Die Sonderausstellung im Ruhr Museum präsentierte in mehr als 150 Fotografien in Schwarzweiß und Farbe eine Dokumentation, die von den Freundschaften des Fotografen, seiner Erforschung des türkischen Alltagslebens und gestalterischer Souveränität zeugt. Die Bilder zeigen die Familien bei der Arbeit, in der Schule, auf Beschneidungs- und Hochzeitsfeiern, auf politischen und religiösen Veranstaltungen, beim Einkaufen, Schächten, Verarbeiten von Schafwolle, Kochen, bei Reisen in die Türkei und bei dem Besuch des Ölringens. Es entsteht ein Gesamtbild unterschiedlicher Gruppen türkeistämmiger Familien, die – oft dem persönlichen Wunsch nach Verbesserung ihrer Lebensverhältnisse folgend – die Arbeitsmigration nach Deutschland wählten.
Ein Film von zeitlupe.tv
Während der Laufzeit der Ausstellung findet ein umfangreiches und partizipativ angelegtes kulturelles Rahmenprogramm statt.
Es umfasst unter anderem Gesprächsabende mit dem Fotografen der Ausstellung Henning Christoph, Fotografie-Vorträge, ein Erzählcafé, einen Schreibworkshop, Filmabende, eine Lesung, Kochkurse, Exkursionen und einen Vorlesetag.
Das komplette Veranstaltungsprogramm finden Sie hier zum Download:
Der von Heinrich Theodor Grütter und Stefanie Grebe herausgegebene Katalog "Mustafas Traum. Fotografien von Henning Christoph zum türkischen Leben in Deutschland 1977–1989" präsentiert mehr als 150 Schwarzweiß- und Farbfotografien, die die Freundschaften des Fotografen sowie seine Teilnahme am türkischen Alltag abbilden und von seiner gestalterischen Souveränität zeugen. Der Fotograf Henning Christoph, mehrfacher World Press Photo-Preisträger, fotografierte von 1977 bis 1989 das Leben von Arbeitsmigrant:innen in Deutschland mit Schwerpunkt im Ruhrgebiet. Mit den Bilder zum Alltagsleben, einem aktuellen Gespräch mit Henning Christoph und einem Abdruck der legendären GEO-Reportage "Die deutschen Türken" (1979) liegt mit diesem Katalog die erste Monografie des Fotografen zum Thema türkische Migration vor.

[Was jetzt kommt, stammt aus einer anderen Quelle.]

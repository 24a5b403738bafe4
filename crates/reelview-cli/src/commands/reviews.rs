use super::{build_catalog, build_service, finish_spinner, spinner};
use crate::output::Output;
use color_eyre::eyre::{bail, eyre};
use color_eyre::Result;
use comfy_table::{presets::UTF8_FULL_CONDENSED, Cell, Table};
use dialoguer::Confirm;
use futures::future::join_all;
use reelview_config::Config;
use reelview_core::{sanitize_text, RatingFilter, ReviewQuery, ServiceError, SortOrder};
use reelview_models::{Review, ReviewDraft, ReviewFilter};
use reelview_store::CatalogClient;
use serde_json::json;
use tracing::debug;

pub struct ListArgs {
    pub movie: Option<u32>,
    pub user: Option<String>,
    pub limit: usize,
    pub search: String,
    pub rating: Option<u8>,
    pub sort: String,
}

/// Fetch, enrich, filter, and render the review listing. An
/// unavailable store degrades to an empty listing with a retry hint
/// instead of failing the command.
pub async fn list(out: &Output, config: &Config, args: ListArgs) -> Result<()> {
    let sort = SortOrder::parse(&args.sort).ok_or_else(|| {
        eyre!(
            "invalid sort order '{}'; use newest, oldest, highest, lowest, or helpful",
            args.sort
        )
    })?;
    if let Some(r) = args.rating {
        if !(1..=5).contains(&r) {
            bail!("rating filter must be between 1 and 5");
        }
    }

    let service = build_service(config)?;
    let filter = ReviewFilter {
        movie_id: args.movie,
        user_id: args.user.clone(),
        limit: Some(args.limit),
    };

    let pb = spinner(out, "Loading reviews...");
    let fetched = match service.list_reviews(&filter).await {
        Ok(reviews) => reviews,
        Err(e) if e.is_unavailable() => {
            finish_spinner(pb);
            out.warn(format!("{} Showing an empty listing; retry shortly.", e));
            render(out, &[], 0);
            return Ok(());
        }
        Err(e) => {
            finish_spinner(pb);
            out.error(e.to_string());
            return Ok(());
        }
    };

    let enriched = match build_catalog(config)? {
        Some(catalog) => enrich(&catalog, fetched).await,
        None => fetched,
    };
    finish_spinner(pb);

    let total = enriched.len();
    let query = ReviewQuery {
        search: args.search,
        rating: args.rating.map_or(RatingFilter::All, RatingFilter::Exactly),
        sort,
    };
    let visible = query.apply(&enriched);
    render(out, &visible, total);
    Ok(())
}

/// Refresh display data from the catalog, keeping the stored snapshot
/// when the catalog lookup fails. Snapshot fields stay authoritative
/// for anything already present.
async fn enrich(catalog: &CatalogClient, reviews: Vec<Review>) -> Vec<Review> {
    let lookups = reviews.iter().map(|r| catalog.details(r.movie_id));
    let details = join_all(lookups).await;
    reviews
        .into_iter()
        .zip(details)
        .map(|(mut review, detail)| {
            match detail {
                Ok(detail) => {
                    review.movie_title = detail.title;
                    if review.movie_poster.is_empty() {
                        review.movie_poster = detail.poster;
                    }
                }
                Err(e) => {
                    debug!(movie_id = review.movie_id, error = %e, "catalog enrichment failed");
                    if review.movie_title.is_empty() {
                        review.movie_title = "Unknown Movie".to_string();
                    }
                }
            }
            review
        })
        .collect()
}

fn render(out: &Output, reviews: &[Review], total: usize) {
    if !out.is_human() {
        out.json(&json!({
            "showing": reviews.len(),
            "total": total,
            "reviews": reviews,
        }));
        return;
    }
    if reviews.is_empty() {
        if total == 0 {
            out.println("No reviews yet. Find a movie and share your thoughts.");
        } else {
            out.println("No reviews found matching your criteria. Try adjusting your filters.");
        }
        return;
    }

    let mut table = Table::new();
    table.load_preset(UTF8_FULL_CONDENSED);
    table.set_header(vec!["ID", "Movie", "User", "Rating", "Helpful", "Date", "Comment"]);
    for review in reviews {
        let date = review
            .created_at
            .map(|d| d.format("%Y-%m-%d").to_string())
            .unwrap_or_else(|| "-".to_string());
        table.add_row(vec![
            Cell::new(&review.id),
            Cell::new(sanitize_text(&review.movie_title)),
            Cell::new(sanitize_text(&review.user_name)),
            Cell::new(format!("{}/5", review.rating)),
            Cell::new(review.helpful),
            Cell::new(date),
            Cell::new(truncate(&sanitize_text(&review.comment), 60)),
        ]);
    }
    out.println(table.to_string());
    out.println(format!("Showing {} of {} reviews", reviews.len(), total));
}

fn truncate(text: &str, max_chars: usize) -> String {
    if text.chars().count() <= max_chars {
        return text.to_string();
    }
    let cut: String = text.chars().take(max_chars.saturating_sub(1)).collect();
    format!("{}…", cut)
}

pub struct AddArgs {
    pub user: String,
    pub name: String,
    pub movie: u32,
    pub rating: u8,
    pub comment: String,
}

pub async fn add(out: &Output, config: &Config, args: AddArgs) -> Result<()> {
    let service = build_service(config)?;

    // Snapshot catalog data at review time; the snapshot stays frozen
    // even if the catalog entry changes later.
    let pb = spinner(out, "Fetching movie details...");
    let (title, poster) = match build_catalog(config)? {
        Some(catalog) => match catalog.details(args.movie).await {
            Ok(details) => (details.title, details.poster),
            Err(e) => {
                out.warn(format!("Catalog lookup failed ({}); storing placeholder", e));
                ("Unknown Movie".to_string(), String::new())
            }
        },
        None => {
            out.warn("No catalog API key configured; storing placeholder movie data");
            ("Unknown Movie".to_string(), String::new())
        }
    };
    finish_spinner(pb);

    let draft = ReviewDraft {
        movie_id: args.movie,
        movie_title: title,
        movie_poster: poster,
        user_id: args.user,
        user_name: args.name,
        rating: args.rating,
        comment: args.comment,
    };

    match service.create_review(draft).await {
        Ok(id) => {
            out.success(format!("Review submitted successfully! (id: {})", id));
            Ok(())
        }
        Err(ServiceError::Validation(msg)) => {
            out.error(msg);
            Ok(())
        }
        Err(e) => {
            out.error(e.to_string());
            Ok(())
        }
    }
}

pub async fn delete(out: &Output, config: &Config, id: &str, user: &str, yes: bool) -> Result<()> {
    if !yes {
        if !out.is_human() {
            bail!("refusing to delete without --yes in non-interactive output mode");
        }
        let confirmed = Confirm::new()
            .with_prompt("Are you sure you want to delete this review?")
            .default(false)
            .interact()?;
        if !confirmed {
            out.println("Deletion cancelled.");
            return Ok(());
        }
    }

    let service = build_service(config)?;
    match service.delete_review(id, user).await {
        Ok(()) => {
            out.success("Review deleted successfully!");
            Ok(())
        }
        Err(e) => {
            out.error(e.to_string());
            Ok(())
        }
    }
}

pub async fn helpful(out: &Output, config: &Config, id: &str) -> Result<()> {
    let service = build_service(config)?;
    match service.mark_helpful(id).await {
        Ok(()) => {
            out.success("Marked review as helpful");
            Ok(())
        }
        Err(e) => {
            out.error(e.to_string());
            Ok(())
        }
    }
}

pub async fn stats(out: &Output, config: &Config) -> Result<()> {
    let service = build_service(config)?;
    let pb = spinner(out, "Computing review stats...");
    let stats = match service.review_stats().await {
        Ok(stats) => stats,
        Err(e) => {
            finish_spinner(pb);
            out.error(e.to_string());
            return Ok(());
        }
    };
    finish_spinner(pb);

    if !out.is_human() {
        out.json(&serde_json::to_value(&stats)?);
        return Ok(());
    }

    out.println(format!("Total reviews:  {}", stats.total_reviews));
    out.println(format!("Average rating: {:.1}/5", stats.average_rating));
    for (i, count) in stats.rating_distribution.iter().enumerate().rev() {
        out.println(format!("  {} star{} {:>5}", i + 1, if i == 0 { " " } else { "s" }, count));
    }
    Ok(())
}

Der 240 Seiten starke Katalog kostet 24,95 € und ist im Klartext Verlag erschienen. ISBN-Nummer 978-3-8375-2482-1.
Die vorliegenden Unterrichtsmaterialien unterstützen die Vorbereitung und Vertiefung des Ausstellungsbesuches im Sinne eines nachhaltigen Bildungserlebnisses, indem es unterschiedliche Wege der Annäherung an die Themen »Migration« im Allgemeinen und »türkische Arbeitsmigration seit den 1960er Jahren« sowie »türkisch-deutsches Leben« im Besonderen aufzeigt. Die Sammlung richtet sich an Lehrer:innen, die Schüler:innen ab Klasse 9 unterrichten und ist einsetzbar in den Fächern Deutsch, Geschichte, Politik und Gesellschaftslehre. Die Materialien können unabhängig voneinander einzeln und in beliebiger Reihenfolge genutzt werden. Es wurde darauf geachtet, unterschiedliche Bildungsstände sowie individuelle Begabungen, Neigungen und Interessen zu berücksichtigen. Die Eignung und Zuordnung zu einem Fach, einer Jahrgangsstufe und einer Schulform obliegt der Einschätzung der Lehrkraft. Die einzelnen Blätter sind so gestaltet, dass sie bei Interesse gern als direkte Kopiervorlage genutzt werden können.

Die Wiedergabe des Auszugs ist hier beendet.